Interesting. William Blake, if I remember rightly, was charged with heresy by the Church for daring to say he could ‘see God everywhere’, and that directly ‘God spoke to him’ in a private capacity – informing him the Church (in all its worldly forms) was corrupt. The legal (?) point the Church seemed to be making was that an independent person not officially affiliated with the Church, or, who was not (in some substantive way) ‘subordinate’ to Church Authority, was ‘not able’ (or indeed ‘permitted’) to commune ‘directly’ with God in an ‘unregulated’ or otherwise ‘independent’ manner. In other words, a personal insight of God that did not conform to Church dogma was a) invalid, and b) potentially dangerous to Church Authority and the wellbeing of its adherents.

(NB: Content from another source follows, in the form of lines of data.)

use color_eyre::Result;
use tokio_util::sync::CancellationToken;

use crate::{component::Component, config::Config, service::FeedService};

mod browse;
mod list;

/// Represents the final outcome of a [`Process`] execution
#[derive(Debug, Default, PartialEq, Eq)]
pub struct ProcessOutput {
    failed: bool,
    stdout: Option<String>,
    stderr: Option<String>,
}

impl ProcessOutput {
    /// Creates a new output for a successful execution
    pub fn success() -> Self {
        Self::default()
    }

    /// Creates a new output for a failed execution
    pub fn fail() -> Self {
        Self {
            failed: true,
            ..Default::default()
        }
    }

    /// Sets the text to be printed on the standard output
    pub fn stdout(mut self, stdout: impl Into<String>) -> Self {
        self.stdout = Some(stdout.into());
        self
    }

    /// Sets the text to be printed on the standard error
    pub fn stderr(mut self, stderr: impl Into<String>) -> Self {
        self.stderr = Some(stderr.into());
        self
    }

    /// Whether the execution failed, so the program must exit with a non-zero code
    pub fn is_failure(&self) -> bool {
        self.failed
    }

    /// Retrieves the text to be printed on the standard output, if any
    pub fn stdout_text(&self) -> Option<&str> {
        self.stdout.as_deref()
    }

    /// Retrieves the text to be printed on the standard error, if any
    pub fn stderr_text(&self) -> Option<&str> {
        self.stderr.as_deref()
    }
}

/// Trait for non-interactive processes
#[trait_variant::make(Send)]
pub trait Process {
    /// Executes the process non-interactively and returns the output
    async fn execute(
        self,
        config: Config,
        service: FeedService,
        cancellation_token: CancellationToken,
    ) -> Result<ProcessOutput>;
}

/// Trait for processes that are rendered on the TUI
pub trait InteractiveProcess {
    /// Converts the process into a renderable component
    fn into_component(
        self,
        config: Config,
        service: FeedService,
        cancellation_token: CancellationToken,
    ) -> Result<Box<dyn Component>>;
}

This is odd, as a monk may commune with the divine, albeit through a particular Church-sanctioned structure of endeavour, (i.e., a monastic rule), but even so, the Church cannot regulate an inner communion between a seeker and the divine. That spark of creative genius and spiritual fulfilment is beyond all worldly categorisation, and yet William Blake achieved it in his own way, just as many people suffering mental commune with God outside the embrace of the Church and produce wondrous works of art! Monty Python, of course, continuously critiqued religion – quite often from a Marxist perspective.

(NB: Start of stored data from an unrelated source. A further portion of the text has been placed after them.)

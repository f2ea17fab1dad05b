use async_trait::async_trait;
use color_eyre::Result;
use crossterm::event::{MouseButton, MouseEvent, MouseEventKind};
use ratatui::{
    Frame,
    backend::FromCrossterm,
    layout::{Alignment, Constraint, Layout, Position, Rect},
    style::Style,
    widgets::Paragraph,
};
use tokio::{sync::watch, task::JoinHandle};
use tokio_util::sync::CancellationToken;
use tracing::instrument;

use super::Component;
use crate::{
    app::Action,
    config::{Config, Theme},
    model::{AppEntry, FilterMode, filter_entries},
    process::ProcessOutput,
    service::{ArtworkState, FeedService},
    store::FeedSnapshot,
    widgets::{AppCell, GRID_COLUMNS, GridLayout, LoadingSpinner, SearchBar, scroll_to_selection},
};

const LOADING_MESSAGE: &str = "Loading apps";
const EMPTY_FEED_MESSAGE: &str = "There are no apps to display";

/// A component displaying the apps of the feed in a searchable grid
pub struct FeedGridComponent {
    /// The visual theme for styling the component
    theme: Theme,
    /// Service to fetch the feed and the artwork
    service: FeedService,
    /// Geometry of the grid cells
    layout: GridLayout,
    /// How the query is matched against the entries
    mode: FilterMode,
    /// Token bound to the lifetime of the component, cancelled on unmount
    cancellation_token: CancellationToken,
    /// Receives every replacement of the published entries
    receiver: watch::Receiver<FeedSnapshot>,
    /// Latest entries seen from the store
    entries: FeedSnapshot,
    /// The fetch in progress, if any
    fetch_task: Option<JoinHandle<bool>>,
    search: SearchBar<'static>,
    spinner: LoadingSpinner<'static>,
    /// Index of the selected entry, within the filtered ones
    selected: usize,
    /// First grid row being displayed
    scroll_row: usize,
    /// Areas from the last render, used for mouse hit-testing
    search_area: Rect,
    cell_areas: Vec<(usize, Rect)>,
}

impl FeedGridComponent {
    /// Creates a new [`FeedGridComponent`], the feed is not fetched until the component is mounted
    pub fn new(
        service: FeedService,
        config: Config,
        query: impl Into<String>,
        mode: FilterMode,
        cancellation_token: CancellationToken,
    ) -> Self {
        let artwork_rows = if service.artwork().is_enabled() {
            config.grid.artwork_rows
        } else {
            0
        };
        let receiver = service.store().subscribe();
        let entries = receiver.borrow().clone();
        Self {
            search: SearchBar::new(&config.theme).with_query(query),
            spinner: LoadingSpinner::new(&config.theme).with_message(LOADING_MESSAGE),
            theme: config.theme,
            service,
            layout: GridLayout::new(artwork_rows),
            mode,
            cancellation_token: cancellation_token.child_token(),
            receiver,
            entries,
            fetch_task: None,
            selected: 0,
            scroll_row: 0,
            search_area: Rect::default(),
            cell_areas: Vec::new(),
        }
    }

    /// Retrieves the entries matching the current query, in feed order
    pub(crate) fn visible_entries(&self) -> Vec<&AppEntry> {
        filter_entries(&self.entries, self.search.query(), self.mode)
    }

    /// Whether a fetch is still in progress
    fn is_loading(&self) -> bool {
        self.fetch_task.as_ref().is_some_and(|task| !task.is_finished())
    }

    /// Picks up the latest entries published on the store, if they changed
    fn sync_entries(&mut self) {
        if self.receiver.has_changed().unwrap_or(false) {
            self.entries = self.receiver.borrow_and_update().clone();
            tracing::debug!("Received {} entries from the store", self.entries.len());
            self.clamp_selection();
        }
    }

    /// Spawns a new fetch of the feed, unless there's one already in progress
    fn spawn_fetch(&mut self) {
        if self.is_loading() {
            tracing::debug!("Skipping refresh, the feed is already being fetched");
            return;
        }
        self.fetch_task = Some(self.service.spawn_refresh(self.cancellation_token.clone()));
    }

    fn reset_selection(&mut self) {
        self.selected = 0;
        self.scroll_row = 0;
    }

    fn clamp_selection(&mut self) {
        let len = self.visible_entries().len();
        self.selected = self.selected.min(len.saturating_sub(1));
    }

    fn select(&mut self, index: usize) {
        let len = self.visible_entries().len();
        if len > 0 {
            self.selected = index.min(len - 1);
        }
    }

    /// Renders a single line of text in the middle of the area
    fn render_message(&self, frame: &mut Frame, area: Rect, message: String) {
        let line_area = Rect {
            y: area.y + area.height.saturating_sub(1) / 2,
            height: area.height.min(1),
            ..area
        };
        let style = Style::from_crossterm(self.theme.muted);
        frame.render_widget(
            Paragraph::new(message).style(style).alignment(Alignment::Center),
            line_area,
        );
    }
}

#[async_trait]
impl Component for FeedGridComponent {
    fn name(&self) -> &'static str {
        "FeedGridComponent"
    }

    #[instrument(skip_all)]
    async fn init_and_peek(&mut self) -> Result<Action> {
        tracing::info!("Mounting the grid, fetching the feed");
        self.spawn_fetch();
        Ok(Action::NoOp)
    }

    fn unmount(&mut self) {
        tracing::debug!("Unmounting the grid, cancelling background tasks");
        self.cancellation_token.cancel();
    }

    #[instrument(skip_all)]
    fn render(&mut self, frame: &mut Frame, area: Rect) {
        self.sync_entries();

        let [search_area, grid_area] = Layout::vertical([Constraint::Length(3), Constraint::Min(1)]).areas(area);
        self.search_area = search_area;
        frame.render_widget(&self.search, search_area);

        let query = self.search.query();
        let entries = filter_entries(&self.entries, query, self.mode);
        if entries.is_empty() {
            self.cell_areas.clear();
            if self.is_loading() {
                self.spinner.render_in(frame, grid_area);
            } else if self.entries.is_empty() {
                self.render_message(frame, grid_area, EMPTY_FEED_MESSAGE.to_owned());
            } else {
                self.render_message(frame, grid_area, format!("No apps matching '{query}'"));
            }
            return;
        }

        // Keep the selection within the grid and visible
        let selected = self.selected.min(entries.len() - 1);
        let visible_rows = self.layout.visible_rows(grid_area.height);
        let total_rows = GridLayout::total_rows(entries.len());
        let scroll_row = scroll_to_selection(selected, self.scroll_row, visible_rows)
            .min(total_rows.saturating_sub(visible_rows));

        let cell_areas = self.layout.cell_areas(grid_area, entries.len(), scroll_row);
        let artwork = self.service.artwork();
        let artwork_rows = self.layout.artwork_rows();
        let spinner = self.spinner.current_char();
        for &(index, cell_area) in &cell_areas {
            let entry = entries[index];
            let cell = AppCell::new(entry, query, &self.theme, index == selected);
            if artwork.is_enabled() {
                // Artwork is only requested once the cell is realized
                let state: ArtworkState = artwork.request(&entry.artwork_url, &self.cancellation_token);
                frame.render_widget(cell.artwork(&state, artwork_rows, spinner), cell_area);
            } else {
                frame.render_widget(cell, cell_area);
            }
        }

        self.selected = selected;
        self.scroll_row = scroll_row;
        self.cell_areas = cell_areas;
    }

    fn tick(&mut self) -> Result<Action> {
        self.spinner.tick();
        if self.fetch_task.as_ref().is_some_and(JoinHandle::is_finished) {
            self.fetch_task = None;
        }
        self.sync_entries();
        Ok(Action::NoOp)
    }

    fn exit(&mut self) -> Result<Option<ProcessOutput>> {
        if self.search.is_active() {
            tracing::debug!("Cancelling the search: user request");
            self.search.cancel();
            self.reset_selection();
            Ok(None)
        } else {
            tracing::info!("User requested to exit");
            Ok(Some(ProcessOutput::success()))
        }
    }

    fn process_mouse_event(&mut self, mouse: MouseEvent) -> Result<Action> {
        match mouse.kind {
            MouseEventKind::ScrollDown => self.move_down(),
            MouseEventKind::ScrollUp => self.move_up(),
            MouseEventKind::Down(MouseButton::Left) => {
                let position = Position::new(mouse.column, mouse.row);
                if self.search_area.contains(position) {
                    self.search.activate();
                } else if let Some(index) = self
                    .cell_areas
                    .iter()
                    .find_map(|(index, area)| area.contains(position).then_some(*index))
                {
                    self.select(index);
                }
                Ok(Action::NoOp)
            }
            _ => Ok(Action::NoOp),
        }
    }

    fn move_up(&mut self) -> Result<Action> {
        if self.selected >= GRID_COLUMNS {
            self.selected -= GRID_COLUMNS;
        }
        Ok(Action::NoOp)
    }

    fn move_down(&mut self) -> Result<Action> {
        let len = self.visible_entries().len();
        if len > 0 && self.selected / GRID_COLUMNS < (len - 1) / GRID_COLUMNS {
            self.selected = (self.selected + GRID_COLUMNS).min(len - 1);
        }
        Ok(Action::NoOp)
    }

    fn move_left(&mut self, word: bool) -> Result<Action> {
        if self.search.is_active() {
            self.search.move_cursor_left(word);
        } else {
            self.selected = self.selected.saturating_sub(1);
        }
        Ok(Action::NoOp)
    }

    fn move_right(&mut self, word: bool) -> Result<Action> {
        if self.search.is_active() {
            self.search.move_cursor_right(word);
        } else {
            self.select(self.selected + 1);
        }
        Ok(Action::NoOp)
    }

    fn move_home(&mut self) -> Result<Action> {
        if self.search.is_active() {
            self.search.move_home();
        } else {
            self.reset_selection();
        }
        Ok(Action::NoOp)
    }

    fn move_end(&mut self) -> Result<Action> {
        if self.search.is_active() {
            self.search.move_end();
        } else {
            self.select(usize::MAX);
        }
        Ok(Action::NoOp)
    }

    fn insert_text(&mut self, text: String) -> Result<Action> {
        if self.search.insert_str(text) {
            self.reset_selection();
        }
        Ok(Action::NoOp)
    }

    fn insert_char(&mut self, c: char) -> Result<Action> {
        if self.search.insert_char(c) {
            self.reset_selection();
        }
        Ok(Action::NoOp)
    }

    fn delete(&mut self, backspace: bool, word: bool) -> Result<Action> {
        if self.search.delete(backspace, word) {
            self.reset_selection();
        }
        Ok(Action::NoOp)
    }

    fn activate_search(&mut self) -> Result<Action> {
        self.search.activate();
        Ok(Action::NoOp)
    }

    #[instrument(skip_all)]
    async fn selection_confirm(&mut self) -> Result<Action> {
        let selected = self.visible_entries().get(self.selected).map(|entry| entry.to_string());
        Ok(match selected {
            Some(entry) => {
                tracing::info!("Selected app: {entry}");
                Action::Quit(ProcessOutput::success().stdout(entry))
            }
            None => Action::NoOp,
        })
    }

    fn refresh(&mut self) -> Result<Action> {
        tracing::info!("Refreshing the feed: user request");
        self.spawn_fetch();
        Ok(Action::NoOp)
    }
}

impl Drop for FeedGridComponent {
    fn drop(&mut self) {
        self.cancellation_token.cancel();
    }
}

No one expects the Spanish Inquisition, obviously. Having wondered around many ruined Abbies and monasteries in the UK, I have often pondered how Henry VIII persuaded his subjects to destroy the monasteries whilst abusing and murdering the monks. Why did they follow these stupid orders? I think I read somewhere that there was some resistance to it, but Henry VIII used greed and deception to get his way. People betrayed one another for short term personal gain and long-term cultural and spiritual loss It is said that modernity in the UK sprouted from this destructive act and set-in motion the development of modern capitalism and the emerging of the bourgeoisie!

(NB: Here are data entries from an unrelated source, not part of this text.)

use color_eyre::{Result, eyre::Context};
use itertools::Itertools;
use tokio_util::sync::CancellationToken;
use tracing::instrument;

use super::{Process, ProcessOutput};
use crate::{
    cli::ListFeedProcess,
    config::Config,
    errors::AppError,
    format_error,
    model::filter_entries,
    service::FeedService,
};

impl Process for ListFeedProcess {
    #[instrument(skip_all)]
    async fn execute(
        self,
        config: Config,
        service: FeedService,
        cancellation_token: CancellationToken,
    ) -> Result<ProcessOutput> {
        let ListFeedProcess { query, mode, json } = self;
        let mode = mode.unwrap_or(config.search.mode);
        let query = query.unwrap_or_default();

        let entries = match service.fetch_feed(cancellation_token).await {
            Ok(entries) => entries,
            Err(AppError::UserFacing(err)) => {
                return Ok(ProcessOutput::fail().stderr(format_error!(config.theme, "{err}")));
            }
            Err(AppError::Unexpected(report)) => return Err(report),
        };

        let filtered = filter_entries(&entries, &query, mode);
        tracing::info!("Listing {} out of {} entries", filtered.len(), entries.len());
        if json {
            let json = serde_json::to_string_pretty(&filtered).wrap_err("Couldn't serialize the entries")?;
            Ok(ProcessOutput::success().stdout(json))
        } else if filtered.is_empty() {
            Ok(ProcessOutput::success())
        } else {
            Ok(ProcessOutput::success().stdout(filtered.into_iter().join("\n")))
        }
    }
}

#[cfg(test)]
mod tests {
    use pretty_assertions::assert_eq;

    use super::*;
    use crate::{
        model::FilterMode,
        service::{FEED, serve_once, test_service},
    };

    #[tokio::test]
    async fn test_list_filtered_entries() {
        let url = serve_once("200 OK", FEED).await;
        let process = ListFeedProcess {
            query: Some(String::from("2021-01-02")),
            mode: None,
            json: false,
        };
        let output = process
            .execute(Config::default(), test_service(&url), CancellationToken::new())
            .await
            .unwrap();
        assert!(!output.is_failure());
        assert_eq!(output.stdout_text(), Some("App2\t2021-01-02\t© B"));
    }

    #[tokio::test]
    async fn test_list_as_json() {
        let url = serve_once("200 OK", FEED).await;
        let process = ListFeedProcess {
            query: Some(String::from("artworkUrl100")),
            mode: Some(FilterMode::Fields),
            json: true,
        };
        let output = process
            .execute(Config::default(), test_service(&url), CancellationToken::new())
            .await
            .unwrap();
        // Field names are not part of the searchable text on fields mode
        assert_eq!(output.stdout_text(), Some("[]"));

        let url = serve_once("200 OK", FEED).await;
        let process = ListFeedProcess {
            query: Some(String::from("App1")),
            mode: None,
            json: true,
        };
        let output = process
            .execute(Config::default(), test_service(&url), CancellationToken::new())
            .await
            .unwrap();
        let json: serde_json::Value = serde_json::from_str(output.stdout_text().unwrap()).unwrap();
        assert_eq!(
            json,
            serde_json::json!([{
                "copyright": "© A",
                "name": "App1",
                "artworkUrl100": "http://x/1.png",
                "releaseDate": "2021-01-01"
            }])
        );
    }

    #[tokio::test]
    async fn test_list_reports_fetch_errors() {
        let url = serve_once("200 OK", r#"{"feed":{"results":[{"name":"App1"}]}}"#).await;
        let output = ListFeedProcess::default()
            .execute(Config::default(), test_service(&url), CancellationToken::new())
            .await
            .unwrap();
        assert!(output.is_failure());
        assert_eq!(output.stdout_text(), None);
        let stderr = strip_ansi_escapes::strip_str(output.stderr_text().unwrap());
        assert!(stderr.starts_with("[Error] Failed to decode the feed: missing field"));
    }
}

Private armies (along with Serfdom) were abolished so that every individual (who had previously subsisted as a vassal of a Lord who provided housing, clothing and food in return for loyal work and armed service when required) was expected to find paid employment elsewhere.
The problem was that no one understood this terrible and cold new system of exploitative living – or how to facilitate and operate it. As a consequence, Henry VIII had 70,000 vagabonds ‘put to death’ through hanging along roadsides. This immediately solved the unemployment problem he had created and shocked everyone left into adopting a life of wage-slavery. Perhaps the talented author of your excellent article has a point about the type of shallow and corrupt world we have replaced the old (spiritual) world with.